Exercise directions — Copies of all lines containing the string "Debug" are needed from the data below.

Entries shown —
--------

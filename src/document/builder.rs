//! Builds a [`DocumentTree`] from a parser event stream.

use thiserror::Error;

use super::events::Event;
use super::tree::{BlockKind, DocumentTree, Node, NodeId, NodeKind, TextKind, TextNode};

/// Protocol violations in the event stream.
#[derive(Debug, Error, Clone, PartialEq, Eq)]
pub enum TreeError {
    #[error("leave event without an open node")]
    UnbalancedLeave,

    #[error("leave event closes a {found} while the open node is a {expected}")]
    MismatchedLeave {
        expected: &'static str,
        found: &'static str,
    },

    #[error("text event outside the document")]
    TextOutsideDocument,

    #[error("a second root node was entered")]
    MultipleRoots,

    #[error("event stream ended with {depth} unclosed node(s)")]
    Unclosed { depth: usize },

    #[error("event stream produced no root node")]
    Empty,
}

/// Stack-free tree builder.
///
/// `current` is the insertion cursor; it follows parent links on leave, so no
/// explicit stack is kept.
#[derive(Debug, Default)]
pub struct TreeBuilder {
    nodes: Vec<Node>,
    root: Option<NodeId>,
    current: Option<NodeId>,
    /// Accumulating text node of the code block the cursor is in
    code_text: Option<NodeId>,
}

impl TreeBuilder {
    pub fn new() -> Self {
        Self::default()
    }

    /// Build a tree from a complete event stream.
    ///
    /// # Errors
    ///
    /// Returns a [`TreeError`] when the stream is not strictly nested.
    pub fn build(events: impl IntoIterator<Item = Event>) -> Result<DocumentTree, TreeError> {
        let mut builder = Self::new();
        for event in events {
            builder.feed(event)?;
        }
        builder.finish()
    }

    /// Apply one event.
    ///
    /// # Errors
    ///
    /// Returns a [`TreeError`] on any protocol violation.
    pub fn feed(&mut self, event: Event) -> Result<(), TreeError> {
        match event {
            Event::EnterBlock(kind) => {
                let is_code = matches!(kind, BlockKind::CodeBlock { .. });
                self.enter(NodeKind::Block(kind))?;
                if is_code {
                    self.code_text = None;
                }
                Ok(())
            }
            Event::EnterSpan(kind) => self.enter(NodeKind::Span(kind)),
            Event::LeaveBlock => self.leave(true),
            Event::LeaveSpan => self.leave(false),
            Event::Text(kind, content) => self.text(kind, content),
        }
    }

    /// Finish building.
    ///
    /// # Errors
    ///
    /// Fails if the root was never entered or some node was left open.
    pub fn finish(self) -> Result<DocumentTree, TreeError> {
        let root = self.root.ok_or(TreeError::Empty)?;
        if let Some(open) = self.current {
            return Err(TreeError::Unclosed {
                depth: self.depth_of(open) + 1,
            });
        }
        Ok(DocumentTree::from_parts(self.nodes, root))
    }

    /// True while a root has been entered and not yet left.
    pub const fn is_open(&self) -> bool {
        self.current.is_some()
    }

    fn enter(&mut self, kind: NodeKind) -> Result<(), TreeError> {
        let id = NodeId::from_index(self.nodes.len());
        match self.current {
            None => {
                if self.root.is_some() {
                    return Err(TreeError::MultipleRoots);
                }
                self.nodes.push(Node::new(kind, None));
                self.root = Some(id);
            }
            Some(parent) => {
                self.nodes.push(Node::new(kind, Some(parent)));
                self.append_child(parent, id);
            }
        }
        self.current = Some(id);
        Ok(())
    }

    fn leave(&mut self, block: bool) -> Result<(), TreeError> {
        let current = self.current.ok_or(TreeError::UnbalancedLeave)?;
        let node = &self.nodes[current.index()];
        let open_is_block = match node.kind {
            NodeKind::Block(_) => true,
            NodeKind::Span(_) => false,
            NodeKind::Text(_) => return Err(TreeError::UnbalancedLeave),
        };
        if open_is_block != block {
            return Err(TreeError::MismatchedLeave {
                expected: kind_name(open_is_block),
                found: kind_name(block),
            });
        }
        if matches!(node.kind, NodeKind::Block(BlockKind::CodeBlock { .. })) {
            self.code_text = None;
        }
        self.current = node.parent;
        Ok(())
    }

    fn text(&mut self, kind: TextKind, content: String) -> Result<(), TreeError> {
        let current = self.current.ok_or(TreeError::TextOutsideDocument)?;

        if matches!(
            self.nodes[current.index()].kind,
            NodeKind::Block(BlockKind::CodeBlock { .. })
        ) {
            if let Some(acc) = self.code_text {
                if let NodeKind::Text(text) = &mut self.nodes[acc.index()].kind {
                    text.content.push_str(&content);
                }
                return Ok(());
            }
            let id = self.push_text(current, TextKind::Code, content);
            self.code_text = Some(id);
            return Ok(());
        }

        self.push_text(current, kind, content);
        Ok(())
    }

    fn push_text(&mut self, parent: NodeId, kind: TextKind, content: String) -> NodeId {
        let id = NodeId::from_index(self.nodes.len());
        self.nodes.push(Node::new(
            NodeKind::Text(TextNode { kind, content }),
            Some(parent),
        ));
        self.append_child(parent, id);
        id
    }

    fn append_child(&mut self, parent: NodeId, child: NodeId) {
        match self.nodes[parent.index()].last_child {
            Some(last) => self.nodes[last.index()].next_sibling = Some(child),
            None => self.nodes[parent.index()].first_child = Some(child),
        }
        self.nodes[parent.index()].last_child = Some(child);
    }

    fn depth_of(&self, mut id: NodeId) -> usize {
        let mut depth = 0;
        while let Some(parent) = self.nodes[id.index()].parent {
            depth += 1;
            id = parent;
        }
        depth
    }
}

const fn kind_name(block: bool) -> &'static str {
    if block { "block" } else { "span" }
}

impl DocumentTree {
    /// Parse markdown source into a document tree.
    ///
    /// # Errors
    ///
    /// Returns a [`TreeError`] if the parser produced an unbalanced stream.
    pub fn parse(source: &str) -> Result<Self, TreeError> {
        let arena = comrak::Arena::new();
        let root = comrak::parse_document(&arena, source, &super::events::markdown_options());
        TreeBuilder::build(super::events::MarkdownEvents::new(root))
    }
}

--------

Completed task —
#[derive(Debug, Error, Clone, PartialEq, Eq)]
#[derive(Debug, Default)]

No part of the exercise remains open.